Therefore, the general form of G.P is \(ar^{n - 1}\).

**Ratio between any two consecutive terms in a G.P**:

\(\frac{t_2}{t_1} = \frac{ar}{a} = r\)

\(\frac{t_3}{t_2} = \frac{ar^2}{ar} = r\)

\(\frac{t_n}{t_{n - 1}} = \frac{ar^n}{ar^{n - 1}} = \frac{ar^n}{a \times r^n \times r^{-1}} = \frac{1}{r{-1}} = r\)

Thus, the ratio between any two consecutive terms of a G.P is \(r\).
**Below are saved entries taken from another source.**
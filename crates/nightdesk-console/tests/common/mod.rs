//! Shared fixtures for console integration tests

#![allow(dead_code)]

use chrono::{DateTime, Duration, TimeZone, Utc};
use nightdesk_core::RecordId;
use nightdesk_core::types::{
    Event, EventStatus, PaymentKind, PaymentMethod, Transaction, TransactionKind,
    TransactionStatus,
};
use rust_decimal::Decimal;
use std::sync::Once;

static INIT: Once = Once::new();

/// Route tracing output through the test harness once per binary
pub fn init_test_logging() {
    INIT.call_once(|| {
        let _ = tracing_subscriber::fmt()
            .with_env_filter("debug")
            .with_test_writer()
            .try_init();
    });
}

/// Fixed reference instant so date grouping is deterministic
pub fn opening_night() -> DateTime<Utc> {
    Utc.with_ymd_and_hms(2026, 5, 1, 22, 0, 0).unwrap()
}

pub fn money(text: &str) -> Decimal {
    text.parse().unwrap()
}

pub fn event(id: RecordId, name: &str, status: EventStatus) -> Event {
    Event {
        id,
        name: name.to_string(),
        description: None,
        venue: "Warehouse".to_string(),
        category: "club_night".to_string(),
        status,
        starts_at: opening_night() + Duration::days(id),
        ends_at: None,
        capacity: 200,
        tickets_sold: 50,
    }
}

pub fn sale(id: RecordId, amount: &str, days_after: i64) -> Transaction {
    Transaction {
        id,
        amount: money(amount),
        kind: TransactionKind::Sale,
        status: TransactionStatus::Completed,
        payment_method_id: Some(1),
        device_id: Some(12),
        employee_id: Some(3),
        description: format!("Bar tab {id}"),
        created_at: opening_night() + Duration::days(days_after),
    }
}

pub fn card(id: RecordId, label: &str) -> PaymentMethod {
    PaymentMethod {
        id,
        label: label.to_string(),
        kind: PaymentKind::Card,
        last_four: Some("4242".to_string()),
        is_default: id == 1,
    }
}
**Condition for three numbers to be in G.P**:

Let the three numbers \(a\), \(b\), \(c\) in G.P.

\(\text{First term }= a\)

\(\text{Second term }= b = ar\)

\(\text{Third term }= c = ar^2\)

\(ac = a \times ar^2 = a^2r^2 = (ar)^2 = b^2\)

Thus, three non-zeroes numbers are in G.P only if \(b^2 = ac\).

Important!

**1.**When the product of the three consecutive terms of a G.P is given, then we can consider the terms as \(\frac{a}{r}\), \(a\), \(ar\).

**2.**When the product of the first four terms of a G.P are given, then we can consider the terms as \(\frac{a}{r^3}\), \(\frac{a}{r}\), \(ar\), \(ar^3\).

**3.**When every term of a G.P is divided or multiplied by the same non-zero constant, the newly-formed sequence is also in G.P.